Quantitatively, the RNNsearch scores exceed RNNencdec by a clear margin. The distinction is particularly strong in longer sentences, which the authors note to be a problem area for RNNencdec -- information gets lost when trying to "squash" long sentences into fixed-length vector representations.
The following graph shows the performance of RNNsearch compared with RNNencdec, based on the BLEU scores for evaluating machine translation.
Qualitatively, the RNNsearch method does a good job of aligning words in the translation process, even when they need to be rearranged in the translated sentence. Long sentences are also handled very well: while RNNencdec is shown to typically lose meaning and effectiveness after a certain number of words into the sentence, RNNsearch seems robust and reliable even for unusually long sentences.
Conclusion and Comments
Overall, the algorithm proposed by the authors gives a new and seemingly useful approach towards machine translation, particularly for translating long sentences.
The performance appears to be good, but it would be interesting to see if it can be maintained when translating between languages that are not as closely aligned naturally as English and French usually are.
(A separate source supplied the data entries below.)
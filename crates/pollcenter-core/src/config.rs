//! Configuration for pollcenter-core
//!
//! Centralized configuration for the normalizer vocabulary, center code
//! format, and pipeline behavior. Every section has defaults that reproduce
//! the stock behavior, so a TOML file only needs the keys it overrides:
//!
//! ```toml
//! [normalizer]
//! max_trailing_fragment = 2
//!
//! [resolver]
//! center_prefix = "PC"
//! center_order = "first_seen"
//!
//! [pipeline]
//! skip_failed_wards = true
//! ```

use std::path::Path;

use serde::{Deserialize, Serialize};

use crate::error::{PollError, Result};

/// Latin room/location words removed from booth names.
pub const LATIN_ROOM_WORDS: &[&str] = &[
    "ROOM", "CENTER", "CENTRE", "PART", "BOOTH", "NORTH", "SOUTH", "EAST", "WEST", "AREA", "ROAD",
    "KA", "NAGAR", "NAG",
];

/// Devanagari room/location words: directions, "part", "room", "near", "road", "nagar".
pub const DEVANAGARI_ROOM_WORDS: &[&str] = &[
    "दक्षिण",
    "उत्तरी",
    "पश्चिमी",
    "मध्य",
    "पूर्वी",
    "पशि",
    "पशिचम",
    "पश्चिम",
    "भाग",
    "कमरा",
    "के",
    "पास",
    "रोड",
    "नगर",
];

/// Top-level configuration
#[derive(Debug, Clone, Default, PartialEq, Serialize, Deserialize)]
#[serde(default)]
pub struct PollcenterConfig {
    /// Name normalization settings
    pub normalizer: NormalizerConfig,
    /// Center code assignment settings
    pub resolver: ResolverConfig,
    /// Driver settings
    pub pipeline: PipelineConfig,
}

impl PollcenterConfig {
    /// Parse a config from TOML text
    pub fn from_toml_str(text: &str) -> Result<Self> {
        let config: PollcenterConfig = toml::from_str(text)?;
        config.validate()?;
        Ok(config)
    }

    /// Load a config from a TOML file
    pub fn load(path: impl AsRef<Path>) -> Result<Self> {
        let text = std::fs::read_to_string(path.as_ref())?;
        Self::from_toml_str(&text)
    }

    /// Reject settings that cannot produce well-formed keys
    pub fn validate(&self) -> Result<()> {
        if self.resolver.center_prefix.is_empty() {
            return Err(PollError::Config("center_prefix must not be empty".into()));
        }
        if self.resolver.code_width == 0 {
            return Err(PollError::Config("code_width must be at least 1".into()));
        }
        if self.normalizer.room_words.iter().any(|w| w.trim().is_empty()) {
            return Err(PollError::Config("room_words must not contain blank entries".into()));
        }
        Ok(())
    }
}

/// Name normalizer configuration
#[derive(Debug, Clone, PartialEq, Serialize, Deserialize)]
#[serde(default)]
pub struct NormalizerConfig {
    /// Whole-token vocabulary stripped from names and addresses
    pub room_words: Vec<String>,
    /// Longest trailing fragment (after a space) dropped from the end; 0 disables
    pub max_trailing_fragment: usize,
}

impl Default for NormalizerConfig {
    fn default() -> Self {
        Self {
            room_words: LATIN_ROOM_WORDS
                .iter()
                .chain(DEVANAGARI_ROOM_WORDS)
                .map(|w| w.to_string())
                .collect(),
            max_trailing_fragment: 3,
        }
    }
}

/// Ordering of center rows emitted for a ward
#[derive(Debug, Clone, Copy, Default, PartialEq, Eq, Serialize, Deserialize)]
#[serde(rename_all = "snake_case")]
pub enum CenterOrder {
    /// Lexicographic over (origin, center key, display name)
    #[default]
    Sorted,
    /// Order in which signatures were first seen
    FirstSeen,
}

/// Center resolver configuration
#[derive(Debug, Clone, PartialEq, Serialize, Deserialize)]
#[serde(default)]
pub struct ResolverConfig {
    /// Prefix of the per-ward center code
    pub center_prefix: String,
    /// Minimum zero-padded width of the sequence number
    pub code_width: usize,
    /// Ward keys containing this marker use the AC as origin
    pub origin_marker: String,
    /// Center row ordering
    pub center_order: CenterOrder,
}

impl Default for ResolverConfig {
    fn default() -> Self {
        Self {
            center_prefix: "PX".to_string(),
            code_width: 3,
            origin_marker: "WL000".to_string(),
            center_order: CenterOrder::Sorted,
        }
    }
}

/// Driver configuration
#[derive(Debug, Clone, PartialEq, Serialize, Deserialize)]
#[serde(default)]
pub struct PipelineConfig {
    /// Sort input lines before grouping; when false, input must already be grouped
    pub sort_input: bool,
    /// Drop wards that fail to resolve instead of aborting the run
    pub skip_failed_wards: bool,
}

impl Default for PipelineConfig {
    fn default() -> Self {
        Self {
            sort_input: true,
            skip_failed_wards: false,
        }
    }
}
The authors briefly refer to other languages (such as German) but do not provide any experiments or detailed comments to describe how the algorithm would perform in such cases.
It is also interesting to note that, while the performance was always shown to be better for RNNsearch than for the older RNNencdec model, the former also includes more hidden units overall in its models than the latter. RNNencdec was mentioned as having 1000 hidden units for each of its encoding and decoding RNNs, giving a total of 2000; meanwhile, RNNsearch had 1000 hidden units for each the forward and backward RNNs in encoding, as well as 1000 more for the decoding RNN, giving a total of 3000. This is perhaps a worthy point to take into consideration when judging the relative performance of the two models objectively.